## EXERCISE
The records below should be copied in full, exactly as shown.

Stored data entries
════════
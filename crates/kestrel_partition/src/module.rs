use std::collections::{BTreeMap, HashMap};
use std::sync::Arc;
use std::time::Instant;

use parking_lot::{Mutex, RwLock};
use tokio::sync::watch;
use tokio::task::JoinHandle;

use kestrel_common::api::{
    Deadline, EndAction, PushSchemaRequest, PushSchemaResponse, ReadRequest, ReadResponse,
    TxnEndRequest, TxnEndResponse, TxnFinalizeRequest, TxnFinalizeResponse, TxnHeartbeatRequest,
    TxnHeartbeatResponse, TxnPushRequest, TxnPushResponse,
};
use kestrel_common::collection::{CollectionMetadata, PartitionDescriptor, Pvid};
use kestrel_common::config::PartitionConfig;
use kestrel_common::error::{KestrelError, KestrelResult};
use kestrel_common::schema::Schema;
use kestrel_common::transport::TimestampSource;
use kestrel_common::types::{DataRecord, Key, Mtr, Timestamp, TxnId, TxnState};
use kestrel_storage::plog::{Plog, PlogEntry};
use kestrel_storage::{Indexer, ReadCache};
use kestrel_txn::TxnManager;

use crate::peers::PeerRouter;
use crate::push::challenger_wins;

/// Mutable state of one partition. Accessed only inside short critical
/// sections; the lock is never held across a suspension point, and lookups
/// are redone by key after every resume.
pub struct PartitionState {
    pub indexer: Indexer,
    pub read_cache: ReadCache,
    pub txns: TxnManager,
}

/// The per-partition snapshot-isolation transaction module.
///
/// Owns the multi-version indexer, the read cache and the transaction-record
/// table for one partition, and serves the verb handlers. Conflicts are
/// arbitrated through the push protocol at the incumbent's TRH partition,
/// reached through the peer router (which may route back to this partition).
pub struct PartitionModule {
    pub(crate) cmeta: CollectionMetadata,
    pub(crate) partition: PartitionDescriptor,
    pub(crate) config: PartitionConfig,
    state: Mutex<PartitionState>,
    schemas: RwLock<HashMap<String, BTreeMap<u32, Arc<Schema>>>>,
    /// Requests with timestamps below this boundary are rejected.
    retention_ts: RwLock<Timestamp>,
    pub(crate) plog: Arc<dyn Plog>,
    pub(crate) peers: Arc<dyn PeerRouter>,
    tso: Arc<dyn TimestampSource>,
    shutdown: watch::Sender<bool>,
    tasks: Mutex<Vec<JoinHandle<()>>>,
}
════════
## SOLVED EXERCISE
filename crates/kestrel_partition/src/module.rs
use std::collections::{BTreeMap, HashMap};
use std::sync::Arc;
use std::time::Instant;

use parking_lot::{Mutex, RwLock};
use tokio::sync::watch;
use tokio::task::JoinHandle;

use kestrel_common::api::{
    Deadline, EndAction, PushSchemaRequest, PushSchemaResponse, ReadRequest, ReadResponse,
    TxnEndRequest, TxnEndResponse, TxnFinalizeRequest, TxnFinalizeResponse, TxnHeartbeatRequest,
    TxnHeartbeatResponse, TxnPushRequest, TxnPushResponse,
};
use kestrel_common::collection::{CollectionMetadata, PartitionDescriptor, Pvid};
use kestrel_common::config::PartitionConfig;
use kestrel_common::error::{KestrelError, KestrelResult};
use kestrel_common::schema::Schema;
use kestrel_common::transport::TimestampSource;
use kestrel_common::types::{DataRecord, Key, Mtr, Timestamp, TxnId, TxnState};
use kestrel_storage::plog::{Plog, PlogEntry};
use kestrel_storage::{Indexer, ReadCache};
use kestrel_txn::TxnManager;

use crate::peers::PeerRouter;
use crate::push::challenger_wins;

/// Mutable state of one partition. Accessed only inside short critical
/// sections; the lock is never held across a suspension point, and lookups
/// are redone by key after every resume.
pub struct PartitionState {
    pub indexer: Indexer,
    pub read_cache: ReadCache,
    pub txns: TxnManager,
}

/// The per-partition snapshot-isolation transaction module.
///
/// Owns the multi-version indexer, the read cache and the transaction-record
/// table for one partition, and serves the verb handlers. Conflicts are
/// arbitrated through the push protocol at the incumbent's TRH partition,
/// reached through the peer router (which may route back to this partition).
pub struct PartitionModule {
    pub(crate) cmeta: CollectionMetadata,
    pub(crate) partition: PartitionDescriptor,
    pub(crate) config: PartitionConfig,
    state: Mutex<PartitionState>,
    schemas: RwLock<HashMap<String, BTreeMap<u32, Arc<Schema>>>>,
    /// Requests with timestamps below this boundary are rejected.
    retention_ts: RwLock<Timestamp>,
    pub(crate) plog: Arc<dyn Plog>,
    pub(crate) peers: Arc<dyn PeerRouter>,
    tso: Arc<dyn TimestampSource>,
    shutdown: watch::Sender<bool>,
    tasks: Mutex<Vec<JoinHandle<()>>>,
}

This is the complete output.